There is a red and yellow door with chipped paint on the sixth floor at the Chelsea Hotel. When the Australian photographer Tony Notarberardino walked through this door in 1994, he could hardly imagine that he would live for three decades in the same apartment in downtown Manhattan’s most famed building. More so, little did he know that his resident life around the Victorian Gothic-style hotel’s creative circle of artists, musicians, performers, circus daredevils, and vagabonds would yield his magnum opus. Chelsea Hotel Portraits is a photographic series featuring over 100 images of people Notarberardino crossed paths with on 23rd Street under the massive 140-year-old Chelsea Hotel sign. Debbie Harry, Susanne Bartsch, Dee Dee Ramone, Amanda Lepore, Violet Chachki, Sam Shepard, Grace Jones, and Edward Enninful are among the posers, as well as the hotel staff, delivery people, and anonymous passersby around Chelsea.
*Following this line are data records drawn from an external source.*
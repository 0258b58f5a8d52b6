// ============================================================================
// Engine Module
// Matching, settlement, and the exchange facade
// ============================================================================

pub mod allocation;
pub mod exchange;
pub mod settlement;
pub mod worker;

pub use allocation::{allocator_for, Allocation, FifoAllocator, LevelAllocator, ProRataAllocator};
pub use exchange::Exchange;
pub use settlement::{FillOutcome, SettlementCoordinator};
pub use worker::{EngineOp, PairWorker};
ACA Galleries has devoted its new exhibition of around 35 portraits from Notarberardino’s large collection, which offers an ambitious look at the vibrancy that made Chelsea Hotel such an institution. The project is ambitious also because of the artist’s singular approach to his subjects: each poser stands on the same red-coloured, curved corner that leads to Notarberardino’s living room. They pose, standing without any additional props and in effortless connection with his camera. “I photographed Arthur C Clarke who wrote 2001: A Space Odyssey and a random guy staying in the next apartment on the same day,” says Notarberardino.
Below, Tony Notarberardino shares his 30-year relationship with Chelsea Hotel.
“A former assistant of mine who worked for Mario Testino was already living in the Chelsea Hotel and he told me I could crash with him for a few days. I arrived from Sydney on a one-way ticket in 1994 and I realised he was living in a room with a shared bathroom. There were people sleeping on the floor. I told him I slept on beaches and park benches before but this was too much. I thought about leaving but my friend took me to a fashion week party right after dropping off my luggage. We partied until the morning with people like Kate Moss which was fascinating, and I made the decision that I could stay. When I talked with the hotel management about getting my own apartment, they asked me to choose between overnight or long-term rooms. I had to talk to the hotel owner David’s son, Stanley, for a long-term stay.
“Stanley, who died in 2002, had made the hotel what it was because he loved the artists, he understood them. When I walked into his office, he didn’t ask many questions and said he had a room available on the sixth floor. Another Australian artist, Vali Myers, had lived there before and painted all the murals that are still on the walls. I will never forget that he turned back to me while opening the door and said: ‘You know you might never leave this place.’ I think he knew that people either vibe with the energy here or not.
“I started seeing nightlife people like Susanne Bartsch or Rose Wood around the building, but the first person I invited to my apartment for a shoot was a drag queen in 1997. We met at the elevator around 4 am when I was a little drunk. I told her about my photographic series and she agreed to come in. These portraits took 25 years to make because I had to respect people’s privacy and have them trust me without intruding on them. I occasionally sat in the lobby to catch a club kid coming in. I used to explain to them that I had been doing this for years and most people agreed. Most of them didn’t expect to see this type of camera for a photo shoot but they eventually understood the technique.
“A lot of my friends have been performers, sex workers, or burlesque dancers, so, of course, I want them to come in with all of their authenticity. I ask them to be honest and direct, never influenced by the environment. There are many amazing apartments in Chelsea Hotel, but I want to take the residents out of that context and just focus on them.
“I grew up with parents who always watched Italian neo-realist cinema of the 1940s and 50s. Images from the films of Pasolini, Rossellini, and De Sica stuck with me, and I always associated realism with black and white. I also grew up with black and white television, and studied black and white photography in Australia, so my sense of aesthetic has always been these two colours.
“Celebrity has never been the main drive for how I choose my subjects. I can be photographing Sam Shepard or the hotel’s cleaning guy, and they have the same importance as subjects. In fact, I have gotten more interesting shots from people nobody knew. I have always been on an observing search, such as the pest control guy who one day came to my door for cockroaches. He looked fantastic and agreed to pose. You just have to pay people a little bit more attention.”